Task brief: Every line with "bool" in it must be copied from the data.

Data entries
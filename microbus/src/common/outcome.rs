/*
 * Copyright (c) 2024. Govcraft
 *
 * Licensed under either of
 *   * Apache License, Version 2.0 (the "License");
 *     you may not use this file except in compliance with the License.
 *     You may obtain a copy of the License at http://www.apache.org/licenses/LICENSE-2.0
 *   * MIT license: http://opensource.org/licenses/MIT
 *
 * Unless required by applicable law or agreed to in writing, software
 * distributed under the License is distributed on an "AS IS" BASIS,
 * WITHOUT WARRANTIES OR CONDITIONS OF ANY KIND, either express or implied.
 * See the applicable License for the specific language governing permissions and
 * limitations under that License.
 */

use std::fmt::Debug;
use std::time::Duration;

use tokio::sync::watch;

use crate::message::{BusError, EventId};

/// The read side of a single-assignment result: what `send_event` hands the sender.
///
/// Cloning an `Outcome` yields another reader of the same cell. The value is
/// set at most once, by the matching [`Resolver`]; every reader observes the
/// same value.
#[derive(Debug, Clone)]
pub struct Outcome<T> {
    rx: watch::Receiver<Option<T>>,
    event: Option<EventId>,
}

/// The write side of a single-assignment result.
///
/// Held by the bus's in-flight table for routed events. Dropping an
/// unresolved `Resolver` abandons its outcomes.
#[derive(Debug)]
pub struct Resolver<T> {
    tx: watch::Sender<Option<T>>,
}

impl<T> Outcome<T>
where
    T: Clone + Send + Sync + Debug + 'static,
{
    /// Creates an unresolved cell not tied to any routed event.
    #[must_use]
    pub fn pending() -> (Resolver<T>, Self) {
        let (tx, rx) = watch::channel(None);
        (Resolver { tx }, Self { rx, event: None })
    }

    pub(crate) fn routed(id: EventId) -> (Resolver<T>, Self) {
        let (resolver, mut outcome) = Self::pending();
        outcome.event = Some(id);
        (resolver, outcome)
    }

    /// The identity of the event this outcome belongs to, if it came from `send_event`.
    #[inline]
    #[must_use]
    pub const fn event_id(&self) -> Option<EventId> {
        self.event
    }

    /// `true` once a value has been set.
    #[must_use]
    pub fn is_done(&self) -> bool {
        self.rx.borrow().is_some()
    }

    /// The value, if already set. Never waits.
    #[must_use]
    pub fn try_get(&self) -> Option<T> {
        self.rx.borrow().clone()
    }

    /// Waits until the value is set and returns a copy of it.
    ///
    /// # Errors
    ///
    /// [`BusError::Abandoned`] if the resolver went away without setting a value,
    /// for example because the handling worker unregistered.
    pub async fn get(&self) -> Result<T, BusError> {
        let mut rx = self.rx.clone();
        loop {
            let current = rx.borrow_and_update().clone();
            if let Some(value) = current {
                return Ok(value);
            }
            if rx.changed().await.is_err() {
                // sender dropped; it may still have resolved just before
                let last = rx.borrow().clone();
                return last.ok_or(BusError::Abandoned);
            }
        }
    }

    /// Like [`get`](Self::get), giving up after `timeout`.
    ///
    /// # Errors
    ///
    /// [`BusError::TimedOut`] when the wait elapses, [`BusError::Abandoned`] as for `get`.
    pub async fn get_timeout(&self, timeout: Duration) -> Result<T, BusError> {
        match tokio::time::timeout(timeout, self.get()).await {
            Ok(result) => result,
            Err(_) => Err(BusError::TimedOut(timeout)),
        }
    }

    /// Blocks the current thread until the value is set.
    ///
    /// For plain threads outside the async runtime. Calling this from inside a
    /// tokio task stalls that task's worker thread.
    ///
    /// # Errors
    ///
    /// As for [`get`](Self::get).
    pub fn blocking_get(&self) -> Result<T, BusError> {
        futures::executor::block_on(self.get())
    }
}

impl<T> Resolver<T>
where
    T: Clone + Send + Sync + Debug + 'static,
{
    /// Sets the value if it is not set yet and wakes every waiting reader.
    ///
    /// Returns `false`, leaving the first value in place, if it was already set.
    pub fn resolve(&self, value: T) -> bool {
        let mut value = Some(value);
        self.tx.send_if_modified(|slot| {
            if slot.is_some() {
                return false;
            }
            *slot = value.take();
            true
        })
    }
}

Answer for the task:
    pub fn is_done(&self) -> bool {
    pub fn resolve(&self, value: T) -> bool {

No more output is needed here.